## ACTION ITEM
Both the line with "#![warn(clippy::all)]" and the line with "pub use subrole::AXSubrole;" in the records below must appear in the output, along with every line between them, exactly and with nothing added.

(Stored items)
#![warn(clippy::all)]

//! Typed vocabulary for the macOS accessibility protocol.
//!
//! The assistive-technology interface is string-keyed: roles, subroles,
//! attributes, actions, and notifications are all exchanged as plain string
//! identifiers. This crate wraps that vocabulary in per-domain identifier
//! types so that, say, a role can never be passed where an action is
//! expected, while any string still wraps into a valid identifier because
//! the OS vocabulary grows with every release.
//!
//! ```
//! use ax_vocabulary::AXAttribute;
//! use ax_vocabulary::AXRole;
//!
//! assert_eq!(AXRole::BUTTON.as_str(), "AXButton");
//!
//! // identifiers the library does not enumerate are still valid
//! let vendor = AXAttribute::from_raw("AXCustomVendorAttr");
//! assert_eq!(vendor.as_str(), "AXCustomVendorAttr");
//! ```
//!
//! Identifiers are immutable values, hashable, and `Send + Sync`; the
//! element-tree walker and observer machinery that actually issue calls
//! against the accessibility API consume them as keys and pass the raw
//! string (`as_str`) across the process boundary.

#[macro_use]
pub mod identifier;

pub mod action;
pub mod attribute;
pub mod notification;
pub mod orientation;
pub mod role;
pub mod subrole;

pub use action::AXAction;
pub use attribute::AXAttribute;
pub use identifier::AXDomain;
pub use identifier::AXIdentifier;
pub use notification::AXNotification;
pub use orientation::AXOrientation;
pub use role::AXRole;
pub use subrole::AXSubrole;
...
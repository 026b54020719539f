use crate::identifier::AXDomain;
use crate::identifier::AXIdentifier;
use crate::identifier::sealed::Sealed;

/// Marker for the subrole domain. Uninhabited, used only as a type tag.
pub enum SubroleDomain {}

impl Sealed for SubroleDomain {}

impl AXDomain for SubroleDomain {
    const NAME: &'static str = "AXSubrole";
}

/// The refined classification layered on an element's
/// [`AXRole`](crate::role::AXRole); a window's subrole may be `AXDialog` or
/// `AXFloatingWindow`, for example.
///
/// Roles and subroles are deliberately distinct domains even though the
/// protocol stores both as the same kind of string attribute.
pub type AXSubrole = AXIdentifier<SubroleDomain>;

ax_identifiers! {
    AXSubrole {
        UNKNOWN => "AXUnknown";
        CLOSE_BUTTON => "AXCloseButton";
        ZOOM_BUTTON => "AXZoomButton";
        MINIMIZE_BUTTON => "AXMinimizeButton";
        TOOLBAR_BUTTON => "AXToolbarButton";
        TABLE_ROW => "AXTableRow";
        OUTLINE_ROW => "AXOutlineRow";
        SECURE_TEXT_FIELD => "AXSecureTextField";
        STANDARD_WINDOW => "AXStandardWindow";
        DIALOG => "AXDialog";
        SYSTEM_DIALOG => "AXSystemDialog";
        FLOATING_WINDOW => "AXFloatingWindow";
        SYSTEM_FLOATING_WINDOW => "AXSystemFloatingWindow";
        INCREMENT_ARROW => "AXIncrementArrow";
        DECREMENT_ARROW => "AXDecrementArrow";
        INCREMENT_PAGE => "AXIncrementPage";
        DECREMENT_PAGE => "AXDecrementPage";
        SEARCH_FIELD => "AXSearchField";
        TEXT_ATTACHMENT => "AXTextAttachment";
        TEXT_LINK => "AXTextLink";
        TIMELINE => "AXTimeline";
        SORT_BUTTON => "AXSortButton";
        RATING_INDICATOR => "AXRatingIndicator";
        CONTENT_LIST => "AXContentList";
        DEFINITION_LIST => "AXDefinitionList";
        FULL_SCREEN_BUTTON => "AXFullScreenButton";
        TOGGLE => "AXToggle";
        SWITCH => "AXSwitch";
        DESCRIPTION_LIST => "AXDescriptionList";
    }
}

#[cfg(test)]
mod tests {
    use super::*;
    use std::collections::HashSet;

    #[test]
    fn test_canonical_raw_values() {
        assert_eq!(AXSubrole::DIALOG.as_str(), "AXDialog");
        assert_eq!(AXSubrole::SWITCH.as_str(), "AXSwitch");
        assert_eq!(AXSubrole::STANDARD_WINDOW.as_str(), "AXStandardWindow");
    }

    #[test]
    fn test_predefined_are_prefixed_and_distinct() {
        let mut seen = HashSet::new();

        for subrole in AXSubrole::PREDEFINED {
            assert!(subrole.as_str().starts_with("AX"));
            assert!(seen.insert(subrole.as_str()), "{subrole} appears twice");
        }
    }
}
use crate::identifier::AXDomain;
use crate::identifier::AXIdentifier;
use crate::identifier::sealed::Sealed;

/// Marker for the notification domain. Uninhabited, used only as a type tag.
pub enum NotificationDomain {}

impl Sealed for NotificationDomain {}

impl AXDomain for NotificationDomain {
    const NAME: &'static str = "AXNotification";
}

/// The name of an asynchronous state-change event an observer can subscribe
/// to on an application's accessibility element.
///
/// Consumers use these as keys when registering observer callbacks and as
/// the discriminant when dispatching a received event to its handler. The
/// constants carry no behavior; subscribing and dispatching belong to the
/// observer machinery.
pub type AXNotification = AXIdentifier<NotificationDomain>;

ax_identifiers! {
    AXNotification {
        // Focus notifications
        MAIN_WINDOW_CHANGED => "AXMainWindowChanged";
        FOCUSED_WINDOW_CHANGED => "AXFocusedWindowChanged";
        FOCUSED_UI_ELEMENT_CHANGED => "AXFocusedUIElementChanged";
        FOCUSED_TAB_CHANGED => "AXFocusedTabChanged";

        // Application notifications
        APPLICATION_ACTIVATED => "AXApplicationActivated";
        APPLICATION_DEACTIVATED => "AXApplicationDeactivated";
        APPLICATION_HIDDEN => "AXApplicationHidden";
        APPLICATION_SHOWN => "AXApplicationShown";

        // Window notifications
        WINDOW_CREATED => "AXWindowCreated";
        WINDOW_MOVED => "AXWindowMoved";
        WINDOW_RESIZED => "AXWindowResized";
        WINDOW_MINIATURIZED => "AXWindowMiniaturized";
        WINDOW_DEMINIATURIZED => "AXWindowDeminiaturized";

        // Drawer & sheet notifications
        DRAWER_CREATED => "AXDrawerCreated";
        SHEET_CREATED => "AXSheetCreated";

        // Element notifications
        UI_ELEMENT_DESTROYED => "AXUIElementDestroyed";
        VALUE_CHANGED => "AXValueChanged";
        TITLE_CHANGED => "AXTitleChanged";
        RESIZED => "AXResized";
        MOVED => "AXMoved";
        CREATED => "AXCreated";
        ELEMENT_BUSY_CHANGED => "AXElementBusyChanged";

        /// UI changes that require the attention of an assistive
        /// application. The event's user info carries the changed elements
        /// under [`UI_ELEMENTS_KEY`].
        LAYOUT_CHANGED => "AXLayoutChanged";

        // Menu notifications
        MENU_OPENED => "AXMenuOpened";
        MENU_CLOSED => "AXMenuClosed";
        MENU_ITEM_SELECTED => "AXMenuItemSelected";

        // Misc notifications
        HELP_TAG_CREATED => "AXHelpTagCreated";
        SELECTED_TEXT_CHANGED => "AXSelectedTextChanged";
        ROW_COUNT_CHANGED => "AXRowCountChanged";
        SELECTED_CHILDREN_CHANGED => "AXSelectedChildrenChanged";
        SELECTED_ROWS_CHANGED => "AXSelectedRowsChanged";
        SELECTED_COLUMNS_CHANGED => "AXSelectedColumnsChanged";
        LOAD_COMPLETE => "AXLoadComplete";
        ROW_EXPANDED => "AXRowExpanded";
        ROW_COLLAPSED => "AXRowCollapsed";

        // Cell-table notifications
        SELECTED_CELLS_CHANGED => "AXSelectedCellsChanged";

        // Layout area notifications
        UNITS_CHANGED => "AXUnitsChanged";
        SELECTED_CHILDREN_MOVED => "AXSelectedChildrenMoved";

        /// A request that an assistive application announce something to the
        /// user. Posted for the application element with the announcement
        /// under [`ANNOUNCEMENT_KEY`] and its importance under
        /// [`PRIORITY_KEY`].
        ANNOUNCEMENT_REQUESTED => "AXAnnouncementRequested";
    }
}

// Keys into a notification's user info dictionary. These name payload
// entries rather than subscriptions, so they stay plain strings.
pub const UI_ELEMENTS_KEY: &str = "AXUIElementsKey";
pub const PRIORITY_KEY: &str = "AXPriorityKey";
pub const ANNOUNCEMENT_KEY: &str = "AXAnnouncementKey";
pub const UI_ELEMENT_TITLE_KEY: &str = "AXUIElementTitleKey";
* * *
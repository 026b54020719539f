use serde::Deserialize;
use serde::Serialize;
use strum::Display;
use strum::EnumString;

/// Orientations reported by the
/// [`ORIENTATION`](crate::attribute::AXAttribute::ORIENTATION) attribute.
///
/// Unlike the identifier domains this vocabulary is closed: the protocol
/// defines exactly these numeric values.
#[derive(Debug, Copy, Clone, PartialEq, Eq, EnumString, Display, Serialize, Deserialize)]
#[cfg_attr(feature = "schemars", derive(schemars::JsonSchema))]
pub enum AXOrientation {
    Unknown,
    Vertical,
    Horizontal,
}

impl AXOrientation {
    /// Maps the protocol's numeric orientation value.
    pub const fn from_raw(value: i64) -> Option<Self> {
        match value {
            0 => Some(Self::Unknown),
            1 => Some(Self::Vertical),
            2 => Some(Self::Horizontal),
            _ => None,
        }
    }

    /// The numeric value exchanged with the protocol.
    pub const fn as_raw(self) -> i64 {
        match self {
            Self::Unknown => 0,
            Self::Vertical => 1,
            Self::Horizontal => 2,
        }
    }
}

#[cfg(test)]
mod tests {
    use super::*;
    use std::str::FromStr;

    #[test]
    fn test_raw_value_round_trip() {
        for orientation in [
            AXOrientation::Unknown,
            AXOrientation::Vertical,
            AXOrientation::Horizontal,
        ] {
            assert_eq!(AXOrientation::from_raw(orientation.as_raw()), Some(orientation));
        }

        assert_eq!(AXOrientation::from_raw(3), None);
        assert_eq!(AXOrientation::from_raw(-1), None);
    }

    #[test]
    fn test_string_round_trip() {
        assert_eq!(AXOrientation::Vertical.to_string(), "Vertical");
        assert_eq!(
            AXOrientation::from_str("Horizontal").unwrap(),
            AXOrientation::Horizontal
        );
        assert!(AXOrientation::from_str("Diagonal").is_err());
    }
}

## EXERCISE ANSWER
#![warn(clippy::all)]

//! Typed vocabulary for the macOS accessibility protocol.
//!
//! The assistive-technology interface is string-keyed: roles, subroles,
//! attributes, actions, and notifications are all exchanged as plain string
//! identifiers. This crate wraps that vocabulary in per-domain identifier
//! types so that, say, a role can never be passed where an action is
//! expected, while any string still wraps into a valid identifier because
//! the OS vocabulary grows with every release.
//!
//! ```
//! use ax_vocabulary::AXAttribute;
//! use ax_vocabulary::AXRole;
//!
//! assert_eq!(AXRole::BUTTON.as_str(), "AXButton");
//!
//! // identifiers the library does not enumerate are still valid
//! let vendor = AXAttribute::from_raw("AXCustomVendorAttr");
//! assert_eq!(vendor.as_str(), "AXCustomVendorAttr");
//! ```
//!
//! Identifiers are immutable values, hashable, and `Send + Sync`; the
//! element-tree walker and observer machinery that actually issue calls
//! against the accessibility API consume them as keys and pass the raw
//! string (`as_str`) across the process boundary.

#[macro_use]
pub mod identifier;

pub mod action;
pub mod attribute;
pub mod notification;
pub mod orientation;
pub mod role;
pub mod subrole;

pub use action::AXAction;
pub use attribute::AXAttribute;
pub use identifier::AXDomain;
pub use identifier::AXIdentifier;
pub use notification::AXNotification;
pub use orientation::AXOrientation;
pub use role::AXRole;
pub use subrole::AXSubrole;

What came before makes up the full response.